**Data for the task:**
---+---

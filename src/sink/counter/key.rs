use crate::event::{TagSet, TaskAttemptEvent};

/// Milliseconds in one aggregation bucket.
pub const MINUTE_MS: i64 = 60_000;

/// Identity of one counter bucket: the full tag set plus the attempt
/// end time truncated to the start of its minute.
///
/// Equality and hashing are structural over both parts, so two records
/// agree on a bucket iff all six tags match and their end times fall in
/// the same minute.
#[derive(Debug, Clone, PartialEq, Eq, Hash)]
pub struct CounterKey {
    pub tags: TagSet,
    /// Bucket start, milliseconds since epoch, always a multiple of [`MINUTE_MS`].
    pub bucket_ms: i64,
}

impl CounterKey {
    /// Derives the bucket key for an event.
    pub fn from_event(event: &TaskAttemptEvent) -> Self {
        Self {
            tags: event.tag_set(),
            bucket_ms: truncate_to_minute(event.end_time_ms),
        }
    }
}

/// Truncates a millisecond timestamp down to the start of its minute.
///
/// `rem_euclid` keeps the truncation downward for pre-epoch timestamps
/// as well (-1ms belongs to the minute starting at -60000).
pub fn truncate_to_minute(ts_ms: i64) -> i64 {
    ts_ms - ts_ms.rem_euclid(MINUTE_MS)
}

#[cfg(test)]
mod tests {
    use super::*;
    use crate::event::TaskStatus;
    use std::collections::HashMap;

    fn make_event(end_time_ms: i64) -> TaskAttemptEvent {
        TaskAttemptEvent {
            site: Some("prod".to_string()),
            norm_job_name: Some("etl-hourly".to_string()),
            rack: Some("r12".to_string()),
            hostname: Some("dn-04".to_string()),
            job_id: Some("job_202011_0007".to_string()),
            task_type: Some("MAP".to_string()),
            task_status: TaskStatus::Succeeded,
            end_time_ms,
        }
    }

    #[test]
    fn test_truncate_to_minute() {
        // 10:00:15.500 truncates to 10:00:00.000.
        assert_eq!(truncate_to_minute(36_015_500), 36_000_000);
        assert_eq!(truncate_to_minute(36_000_000), 36_000_000);
        assert_eq!(truncate_to_minute(36_059_999), 36_000_000);
        assert_eq!(truncate_to_minute(36_060_000), 36_060_000);
        assert_eq!(truncate_to_minute(0), 0);
    }

    #[test]
    fn test_truncate_to_minute_pre_epoch() {
        assert_eq!(truncate_to_minute(-1), -60_000);
        assert_eq!(truncate_to_minute(-60_000), -60_000);
        assert_eq!(truncate_to_minute(-59_999), -60_000);
    }

    #[test]
    fn test_keys_one_millisecond_across_boundary_differ() {
        let a = CounterKey::from_event(&make_event(36_059_999));
        let b = CounterKey::from_event(&make_event(36_060_000));
        assert_ne!(a, b);
        assert_eq!(a.bucket_ms + MINUTE_MS, b.bucket_ms);
    }

    #[test]
    fn test_keys_within_same_minute_collide() {
        let a = CounterKey::from_event(&make_event(36_000_001));
        let b = CounterKey::from_event(&make_event(36_059_999));
        assert_eq!(a, b);
    }

    #[test]
    fn test_counter_key_as_map_key() {
        let mut map: HashMap<CounterKey, u32> = HashMap::new();
        let key = CounterKey::from_event(&make_event(36_015_500));
        map.insert(key.clone(), 42);
        assert_eq!(map.get(&key), Some(&42));

        // Equal key built from a different event instance hits the same slot.
        let same = CounterKey::from_event(&make_event(36_030_000));
        assert_eq!(map.get(&same), Some(&42));
    }

    #[test]
    fn test_differing_tag_splits_bucket() {
        let mut other = make_event(36_015_500);
        other.task_type = Some("REDUCE".to_string());

        let a = CounterKey::from_event(&make_event(36_015_500));
        let b = CounterKey::from_event(&other);
        assert_ne!(a, b);
    }
}
use std::path::Path;
use std::time::Duration;

use anyhow::{bail, Context, Result};
use serde::Deserialize;

/// Top-level configuration for the taskwatch agent.
#[derive(Debug, Deserialize)]
pub struct Config {
    /// Logging verbosity (debug, info, warn, error). Default: "info".
    #[serde(default = "default_log_level")]
    #[allow(dead_code)]
    pub log_level: String,

    /// Inbound task-attempt record stream configuration.
    #[serde(default)]
    pub source: SourceConfig,

    /// Entity storage service connection configuration.
    #[serde(default)]
    pub service: ServiceConfig,

    /// Sink configuration.
    #[serde(default)]
    pub sinks: SinksConfig,

    /// Prometheus health metrics server configuration.
    #[serde(default)]
    pub health: HealthConfig,
}

/// Inbound record stream configuration.
#[derive(Debug, Clone, Deserialize)]
pub struct SourceConfig {
    /// Path to a newline-delimited JSON record file, or "-" for stdin.
    #[serde(default = "default_source_path")]
    pub path: String,
}

/// Entity storage service connection configuration.
#[derive(Debug, Clone, Deserialize)]
pub struct ServiceConfig {
    /// Service hostname.
    #[serde(default)]
    pub host: String,

    /// Service port.
    #[serde(default = "default_service_port")]
    pub port: u16,

    /// Service username.
    #[serde(default)]
    pub username: String,

    /// Service password.
    #[serde(default)]
    pub password: String,

    /// Read timeout applied to every service call. Default: 60s.
    #[serde(default = "default_read_timeout", with = "humantime_serde")]
    pub read_timeout: Duration,
}

/// Sink configuration.
#[derive(Debug, Default, Clone, Deserialize)]
pub struct SinksConfig {
    /// Task-attempt counter aggregation sink.
    #[serde(default)]
    pub counter: CounterSinkConfig,

    /// Passthrough logging sink.
    #[serde(default)]
    pub logging: LoggingSinkConfig,
}

/// Counter aggregation sink configuration.
#[derive(Debug, Clone, Deserialize)]
pub struct CounterSinkConfig {
    /// Enable the counter sink. Default: true.
    #[serde(default = "default_true")]
    pub enabled: bool,

    /// Maximum rows per entity service submission. Default: 1000.
    #[serde(default = "default_batch_size")]
    pub batch_size: usize,

    /// Time between periodic flushes. Default: 30s.
    #[serde(default = "default_flush_interval", with = "humantime_serde")]
    pub flush_interval: Duration,
}

/// Passthrough logging sink configuration.
#[derive(Debug, Default, Clone, Deserialize)]
pub struct LoggingSinkConfig {
    /// Enable the logging sink. Default: false.
    #[serde(default)]
    pub enabled: bool,
}

/// Prometheus health metrics server configuration.
#[derive(Debug, Deserialize)]
pub struct HealthConfig {
    /// Listen address. Default: ":9102".
    #[serde(default = "default_health_addr")]
    pub addr: String,
}

// --- Default value functions ---

fn default_log_level() -> String {
    "info".to_string()
}

fn default_source_path() -> String {
    "-".to_string()
}

fn default_service_port() -> u16 {
    9090
}

fn default_read_timeout() -> Duration {
    Duration::from_secs(60)
}

fn default_true() -> bool {
    true
}

fn default_batch_size() -> usize {
    1000
}

fn default_flush_interval() -> Duration {
    Duration::from_secs(30)
}

fn default_health_addr() -> String {
    ":9102".to_string()
}

// --- Default trait impls ---

impl Default for Config {
    fn default() -> Self {
        Self {
            log_level: default_log_level(),
            source: SourceConfig::default(),
            service: ServiceConfig::default(),
            sinks: SinksConfig::default(),
            health: HealthConfig::default(),
        }
    }
}

impl Default for SourceConfig {
    fn default() -> Self {
        Self {
            path: default_source_path(),
        }
    }
}

impl Default for ServiceConfig {
    fn default() -> Self {
        Self {
            host: String::new(),
            port: default_service_port(),
            username: String::new(),
            password: String::new(),
            read_timeout: default_read_timeout(),
        }
    }
}

impl Default for CounterSinkConfig {
    fn default() -> Self {
        Self {
            enabled: true,
            batch_size: default_batch_size(),
            flush_interval: default_flush_interval(),
        }
    }
}

impl Default for HealthConfig {
    fn default() -> Self {
        Self {
            addr: default_health_addr(),
        }
    }
}

// --- Validation and loading ---

impl Config {
    /// Load configuration from a YAML file.
    pub fn load(path: &Path) -> Result<Self> {
        let data = std::fs::read_to_string(path)
            .with_context(|| format!("reading config file {}", path.display()))?;

        let cfg: Config = serde_yaml::from_str(&data)
            .with_context(|| format!("parsing config file {}", path.display()))?;

        cfg.validate()?;

        Ok(cfg)
    }

    /// Validate the configuration for required fields and consistency.
    pub fn validate(&self) -> Result<()> {
        if self.source.path.is_empty() {
            bail!("source.path is required");
        }

        if !self.sinks.counter.enabled && !self.sinks.logging.enabled {
            bail!("at least one sink must be enabled");
        }

        if self.sinks.counter.enabled {
            if self.service.host.is_empty() {
                bail!("service.host is required when the counter sink is enabled");
            }

            if self.service.port == 0 {
                bail!("service.port must be positive");
            }

            if self.service.read_timeout.is_zero() {
                bail!("service.read_timeout must be positive");
            }

            if self.sinks.counter.batch_size == 0 {
                bail!("sinks.counter.batch_size must be positive");
            }

            if self.sinks.counter.flush_interval.is_zero() {
                bail!("sinks.counter.flush_interval must be positive");
            }
        }

        Ok(())
    }
}

#[cfg(test)]
mod tests {
    use super::*;

    #[test]
    fn test_minimal_config_fills_defaults() {
        let cfg: Config = serde_yaml::from_str(
            r"
service:
  host: entities.internal
",
        )
        .unwrap();

        cfg.validate().unwrap();
        assert_eq!(cfg.log_level, "info");
        assert_eq!(cfg.source.path, "-");
        assert_eq!(cfg.service.port, 9090);
        assert_eq!(cfg.service.read_timeout, Duration::from_secs(60));
        assert!(cfg.sinks.counter.enabled);
        assert_eq!(cfg.sinks.counter.batch_size, 1000);
        assert_eq!(cfg.sinks.counter.flush_interval, Duration::from_secs(30));
        assert!(!cfg.sinks.logging.enabled);
        assert_eq!(cfg.health.addr, ":9102");
    }

    #[test]
    fn test_humantime_durations() {
        let cfg: Config = serde_yaml::from_str(
            r"
service:
  host: entities.internal
  read_timeout: 15s
sinks:
  counter:
    flush_interval: 2m
",
        )
        .unwrap();

        assert_eq!(cfg.service.read_timeout, Duration::from_secs(15));
        assert_eq!(cfg.sinks.counter.flush_interval, Duration::from_secs(120));
    }

    #[test]
    fn test_validate_requires_service_host_for_counter_sink() {
        let cfg: Config = serde_yaml::from_str("source: { path: '-' }").unwrap();
        let err = cfg.validate().unwrap_err();
        assert!(err.to_string().contains("service.host"));
    }

    #[test]
    fn test_validate_rejects_zero_batch_size() {
        let cfg: Config = serde_yaml::from_str(
            r"
service:
  host: entities.internal
sinks:
  counter:
    batch_size: 0
",
        )
        .unwrap();

        let err = cfg.validate().unwrap_err();
        assert!(err.to_string().contains("batch_size"));
    }

    #[test]
    fn test_validate_requires_some_sink() {
        let cfg: Config = serde_yaml::from_str(
            r"
service:
  host: entities.internal
sinks:
  counter:
    enabled: false
",
        )
        .unwrap();

        let err = cfg.validate().unwrap_err();
        assert!(err.to_string().contains("at least one sink"));
    }

    #[test]
    fn test_logging_only_config_skips_service_validation() {
        let cfg: Config = serde_yaml::from_str(
            r"
sinks:
  counter:
    enabled: false
  logging:
    enabled: true
",
        )
        .unwrap();

        cfg.validate().unwrap();
    }
}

---+---

Lines with the string "aggregation": say how many appear in the entries above, giving the number alone.

**Expected output:** 3